SECURITY_ENABLED         # Default: "false": Enable or disable API security.
SECURITY_KEY_USER_JSON   # JSON string with API key and associated user data.

You can set these variables in your shell or use a script. An example script to start a gunicorn server can be found in src/api/start_local_app.sh or src/api/start_local_app_with_security.sh for using security.

2. Interacting with the running API

Once the API is up and running, you can send HTR requests using curl. Here's how:

curl -X POST -F "image=@$input_path" -F "group_id=$group_id" -F "identifier=$filename" http://localhost:5000/predict

Replace $input_path, $group_id, and $filename with your respective file paths and identifiers. If you're considering switching the recognition model, use the model field cautiously:

  • The model field (-F "model=$model_path") allows for specifying which handwritten text recognition model the API should use for the current request.
  • To avoid the slowdown associated with loading different models for each request, it is preferable to set a specific model before starting your API by using the LOGHI_MODEL_PATH environment variable.
  • Only use the model field if you are certain that a different model is needed for a particular task and you understand its performance characteristics.

Warning

Continuous model switching with $model_path can lead to severe processing delays. For most users, it's best to set the LOGHI_MODEL_PATH once and use the same model consistently, restarting the API with a new variable only when necessary.

Optionally, you can add "whitelist=" fields to add extra metadata to your output.
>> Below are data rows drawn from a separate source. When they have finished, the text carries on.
use std::path::Path;
use crate::config::types::BridgeConfig;

#[derive(Debug, thiserror::Error)]
pub enum ConfigError {
    #[error("failed to read config file: {0}")]
    Io(#[from] std::io::Error),
    #[error("failed to parse YAML: {0}")]
    Yaml(#[from] serde_yaml::Error),
}

/// Load a bridge config from a YAML file.
pub fn load_config(path: impl AsRef<Path>) -> Result<BridgeConfig, ConfigError> {
    let content = std::fs::read_to_string(path)?;
    parse_config(&content)
}

/// Parse a bridge config from a YAML string.
pub fn parse_config(yaml: &str) -> Result<BridgeConfig, ConfigError> {
    let config: BridgeConfig = serde_yaml::from_str(yaml)?;
    Ok(config)
}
The field values will be used as keys to lookup values in the model config.

Security and Authentication:

If security is enabled, you need to first authenticate by obtaining a session key. Use the /login endpoint with your API key:

curl -v -X POST -H "Authorization: Bearer <your_api_key>" http://localhost:5000/login

Your session key will be returned in the header of the response. Once authenticated, include the received session key in the Authorization header for all subsequent requests:

curl -X POST -H "Authorization: Bearer <your_session_key>" -F "image=@$input_path" ... http://localhost:5000/predict

3. Server Health Check

To check the health of the server, simply run:

curl http://localhost:5000/health

This will respond with a 500 error, and an "unhealthy" status if one of the processes has crashed. Otherwise, it will respond with a 200 error, and a corresponding "healthy" status.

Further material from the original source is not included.